“They always build as if they expect to live for eternity; they always eat as if they expect to die the next day”
Plato on the Sicilian people, 5th century BC
Sicily’s strategic position in the heart of the Mediterranean has ensured a long and rich history of foreign conquest from the island’s neighbours. The Greeks, Romans, Arabs, Spanish, Normans and French all occupied at some point, leaving behind influences that have helped shape Sicilian cuisine and make it one of the most unique, ancient and diverse in existence. In designing our Sicilian inspired menu, we continue to research and learn from these influences, and the thousands of years of history that has made this cuisine so interesting.
Learn more about the key periods of foreign occupation in Sicily and how they have influenced island’s culinary traditions and ingredients.
8th Century BC
Almost 3000 years ago the ancient Greeks arrived and colonised the island from the first settlers, the Siculi, Sicani and Elymni people. Bringing with them the first key ingredients to shape Sicilian cuisine, we can thank the Greeks for wheat, walnuts, figs, pomegranates, olives and oil, grapes and wine, sheep and goats to make cheese as well as honey, the ancient sweetener of the world. The Greeks introduced agricultural methods and crops flourished on this land of strong sun and mineral-rich fertile volcanic soil. This lead to a great deal of profitable trading for Magna Grecia. The abundance of wild produce they found growing in the hills was cultivated, including fennel, capers, thyme and thistle.
3rd Century BC
The Punic Wars gave control of Sicily to the Roman Empire. The Romans used Sicily as their breadbasket and cultivated wheat and grains for export to Rome. The island became known as the ‘Granary of Rome’. Cherries, plums and citron were imported from Asia.
The Arabs conquered the island and had the most influential impact on Sicilian gastronomy. Exotic new produce was introduced such as oranges, lemons, peaches, apricots, melons, date palms, mulberries, almonds, pistachios, eggplant, rice and couscous as well as new spices such and clove, cinnamon and jasmine. Sophisticated methods of irrigation were implemented and agriculture flourished. Sicily’s sweet tooth got even sweeter with the introduction of sugar cane. Iconic Sicilian desserts date back to this period such as Cassata, Cannoli, Marzipan and Granita, which made excellent use of Mount Etna’s snow.

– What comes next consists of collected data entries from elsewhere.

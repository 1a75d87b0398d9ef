//! Forward-only schema migrations with a name ledger.
//!
//! Each step runs in its own transaction together with its ledger insert, so
//! a failing step leaves both the schema and `schema_migrations` as they were.
//! DDL here is frozen per release: later fields get a new step, old steps are
//! never edited.

use crate::{StoreError, StoreResult};
use rusqlite::{params, Connection, OptionalExtension};

pub type MigrationFn = fn(&Connection) -> rusqlite::Result<()>;

#[derive(Clone, Copy)]
pub struct Migration {
    pub name: &'static str,
    pub up: MigrationFn,
}

impl std::fmt::Debug for Migration {
    fn fmt(&self, f: &mut std::fmt::Formatter<'_>) -> std::fmt::Result {
        f.debug_struct("Migration").field("name", &self.name).finish()
    }
}

/// Declared order. Append only.
pub const MIGRATIONS: &[Migration] = &[
    Migration {
        name: "001_create_settings",
        up: create_settings,
    },
    Migration {
        name: "002_add_startup_settings",
        up: add_startup_settings,
    },
    Migration {
        name: "003_create_options",
        up: create_options,
    },
];

const LEDGER_DDL: &str = "
CREATE TABLE IF NOT EXISTS schema_migrations (
    name TEXT PRIMARY KEY,
    applied_at TEXT NOT NULL DEFAULT (datetime('now'))
);
";

// ── Steps ──

const SETTINGS_V1: &str = "
CREATE TABLE IF NOT EXISTS settings (
    id INTEGER PRIMARY KEY CHECK (id = 1),
    theme_type TEXT NOT NULL DEFAULT 'system' CHECK (theme_type IN ('light', 'dark', 'system')),
    theme_dates_locale TEXT NOT NULL DEFAULT 'nl-NL' CHECK (theme_dates_locale IN ('nl-NL', 'us-US')),
    theme_sidebar_open BOOLEAN NOT NULL DEFAULT 1,
    system_show_tray_icon BOOLEAN NOT NULL DEFAULT 0,
    system_minimize_to_tray BOOLEAN NOT NULL DEFAULT 0,
    updater_check_automatically BOOLEAN NOT NULL DEFAULT 1,
    updater_download_automatically BOOLEAN NOT NULL DEFAULT 0,
    updater_install_automatically BOOLEAN NOT NULL DEFAULT 0,
    created_at TEXT NOT NULL,
    updated_at TEXT NOT NULL
);
";

fn create_settings(conn: &Connection) -> rusqlite::Result<()> {
    conn.execute_batch(SETTINGS_V1)
}

fn add_startup_settings(conn: &Connection) -> rusqlite::Result<()> {
    // Additive and re-runnable: a column left over from an interrupted run is skipped.
    for column in ["system_start_in_tray", "system_start_with_system"] {
        if !column_exists(conn, "settings", column)? {
            conn.execute_batch(&format!(
                "ALTER TABLE settings ADD COLUMN {} BOOLEAN NOT NULL DEFAULT 0;",
                column
            ))?;
        }
    }
    Ok(())
}

const OPTIONS_V1: &str = "
CREATE TABLE IF NOT EXISTS options (
    key TEXT PRIMARY KEY CHECK (length(key) BETWEEN 1 AND 255),
    value TEXT,
    created_at TEXT NOT NULL,
    updated_at TEXT NOT NULL
);
";

fn create_options(conn: &Connection) -> rusqlite::Result<()> {
    conn.execute_batch(OPTIONS_V1)
}

// ── Runner ──

pub fn column_exists(conn: &Connection, table: &str, column: &str) -> rusqlite::Result<bool> {
    let mut stmt = conn.prepare(&format!("PRAGMA table_info({})", table))?;
    let names = stmt.query_map([], |r| r.get::<_, String>(1))?;
    for name in names {
        if name? == column {
            return Ok(true);
        }
    }
    Ok(false)
}

pub fn ensure_ledger(conn: &Connection) -> StoreResult<()> {
    conn.execute_batch(LEDGER_DDL)
        .map_err(|e| StoreError::Storage(format!("Failed to create migration ledger: {}", e)))?;
    Ok(())
}

/// Ledger names in application order (empty if the ledger does not exist yet).
pub fn applied_migrations(conn: &Connection) -> StoreResult<Vec<String>> {
    let exists: Option<String> = conn
        .query_row(
            "SELECT name FROM sqlite_master WHERE type='table' AND name='schema_migrations'",
            [],
            |r| r.get(0),
        )
        .optional()
        .map_err(|e| StoreError::Storage(e.to_string()))?;
    if exists.is_none() {
        return Ok(Vec::new());
    }

    let mut stmt = conn
        .prepare("SELECT name FROM schema_migrations ORDER BY rowid")
        .map_err(|e| StoreError::Storage(e.to_string()))?;
    let rows = stmt
        .query_map([], |r| r.get::<_, String>(0))
        .map_err(|e| StoreError::Storage(e.to_string()))?;

    let mut names = Vec::new();
    for row in rows {
        names.push(row.map_err(|e| StoreError::Storage(e.to_string()))?);
    }
    Ok(names)
}

/// Apply every pending migration of `MIGRATIONS`. Returns the names applied now.
pub fn run_migrations(conn: &Connection) -> StoreResult<Vec<&'static str>> {
    run_migration_list(conn, MIGRATIONS)
}

/// Apply pending steps of `migrations` in order; the first failure aborts the run.
pub fn run_migration_list(
    conn: &Connection,
    migrations: &[Migration],
) -> StoreResult<Vec<&'static str>> {
    ensure_ledger(conn)?;
    let applied = applied_migrations(conn)?;

    let mut ran = Vec::new();
    for migration in migrations {
        if applied.iter().any(|name| name == migration.name) {
            continue;
        }

        tracing::info!(migration = migration.name, "Running migration");
        apply_one(conn, migration).map_err(|e| {
            tracing::error!(migration = migration.name, error = %e, "Migration failed");
            StoreError::MigrationFailed {
                name: migration.name.to_string(),
                reason: e.to_string(),
            }
        })?;
        tracing::info!(migration = migration.name, "Migration completed");
        ran.push(migration.name);
    }

    Ok(ran)
}

fn apply_one(conn: &Connection, migration: &Migration) -> rusqlite::Result<()> {
    let tx = conn.unchecked_transaction()?;
    (migration.up)(&tx)?;
    tx.execute(
        "INSERT INTO schema_migrations (name, applied_at) VALUES (?1, datetime('now'))",
        params![migration.name],
    )?;
    tx.commit()
}

#[cfg(test)]
mod tests {
    use super::*;
    use crate::schema::FIELDS;

    fn table_exists(conn: &Connection, table: &str) -> bool {
        conn.query_row(
            "SELECT COUNT(*) > 0 FROM sqlite_master WHERE type='table' AND name=?1",
            params![table],
            |r| r.get(0),
        )
        .unwrap()
    }

    fn fresh() -> Connection {
        Connection::open_in_memory().unwrap()
    }

    #[test]
    fn test_runs_all_in_declared_order() {
        let conn = fresh();
        let ran = run_migrations(&conn).unwrap();
        assert_eq!(
            ran,
            vec!["001_create_settings", "002_add_startup_settings", "003_create_options"]
        );
        assert_eq!(applied_migrations(&conn).unwrap(), ran);
        assert!(table_exists(&conn, "settings"));
        assert!(table_exists(&conn, "options"));
    }

    #[test]
    fn test_second_run_is_noop() {
        let conn = fresh();
        run_migrations(&conn).unwrap();
        let before = applied_migrations(&conn).unwrap();

        let ran = run_migrations(&conn).unwrap();
        assert!(ran.is_empty());
        assert_eq!(applied_migrations(&conn).unwrap(), before);
    }

    #[test]
    fn test_settings_table_has_every_schema_column() {
        let conn = fresh();
        run_migrations(&conn).unwrap();
        for field in FIELDS {
            assert!(
                column_exists(&conn, "settings", field.column).unwrap(),
                "column {} missing after migrations",
                field.column
            );
        }
    }

    #[test]
    fn test_upgrade_from_first_release_keeps_row() {
        let conn = fresh();
        run_migration_list(&conn, &MIGRATIONS[..1]).unwrap();
        conn.execute(
            "INSERT INTO settings (id, theme_type, created_at, updated_at)
             VALUES (1, 'dark', datetime('now'), datetime('now'))",
            [],
        )
        .unwrap();

        let ran = run_migrations(&conn).unwrap();
        assert_eq!(ran, vec!["002_add_startup_settings", "003_create_options"]);

        let (theme, start_in_tray): (String, bool) = conn
            .query_row(
                "SELECT theme_type, system_start_in_tray FROM settings WHERE id = 1",
                [],
                |r| Ok((r.get(0)?, r.get(1)?)),
            )
            .unwrap();
        assert_eq!(theme, "dark");
        assert!(!start_in_tray);
    }

    #[test]
    fn test_step_tolerates_columns_from_unrecorded_run() {
        // Step 002 succeeded earlier but its ledger insert was lost.
        let conn = fresh();
        run_migrations(&conn).unwrap();
        conn.execute(
            "DELETE FROM schema_migrations WHERE name = '002_add_startup_settings'",
            [],
        )
        .unwrap();

        let ran = run_migrations(&conn).unwrap();
        assert_eq!(ran, vec!["002_add_startup_settings"]);
    }

    fn failing_step(conn: &Connection) -> rusqlite::Result<()> {
        conn.execute_batch("CREATE TABLE half_done (id INTEGER);")?;
        conn.execute_batch("THIS IS NOT SQL;")
    }

    fn later_step(conn: &Connection) -> rusqlite::Result<()> {
        conn.execute_batch("CREATE TABLE later (id INTEGER);")
    }

    #[test]
    fn test_failed_step_rolls_back_and_aborts() {
        let conn = fresh();
        let list = [
            MIGRATIONS[0],
            Migration {
                name: "002_broken",
                up: failing_step,
            },
            Migration {
                name: "003_later",
                up: later_step,
            },
        ];

        let err = run_migration_list(&conn, &list).unwrap_err();
        match err {
            StoreError::MigrationFailed { name, .. } => assert_eq!(name, "002_broken"),
            other => panic!("expected MigrationFailed, got {:?}", other),
        }

        assert_eq!(applied_migrations(&conn).unwrap(), vec!["001_create_settings"]);
        assert!(!table_exists(&conn, "half_done"), "partial step must roll back");
        assert!(!table_exists(&conn, "later"), "later steps must not run");
    }

    #[test]
    fn test_ledger_creation_tolerates_existing_table() {
        let conn = fresh();
        ensure_ledger(&conn).unwrap();
        ensure_ledger(&conn).unwrap();
        assert!(applied_migrations(&conn).unwrap().is_empty());
    }

    #[test]
    fn test_applied_migrations_without_ledger() {
        let conn = fresh();
        assert!(applied_migrations(&conn).unwrap().is_empty());
    }
}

The Spanish arrived and bought squash, tomatoes, vanilla, peppers and potatoes as well as ancient Aztec chocolate making techniques that they discovered in Mexico. The barons on large feudal estates ate well and the ‘Cucina Baronale’ of the rich was interpreted by their servants at home with lower quality ingredients, creating the original ‘Cucina Povera’.
The royal court moved to Palermo, King Ferdinand 1 with his wife Maria Carolina. French chefs called Monsu were bought over to prepare sophisticated cutting edge French cuisine in the palaces of nobles and aristocrats. They incorporated rabbit, quail, sole, capons, butter, cream and brandy in their elaborate banquets. English merchants arrived and began the mass production of local Marsala wine for export.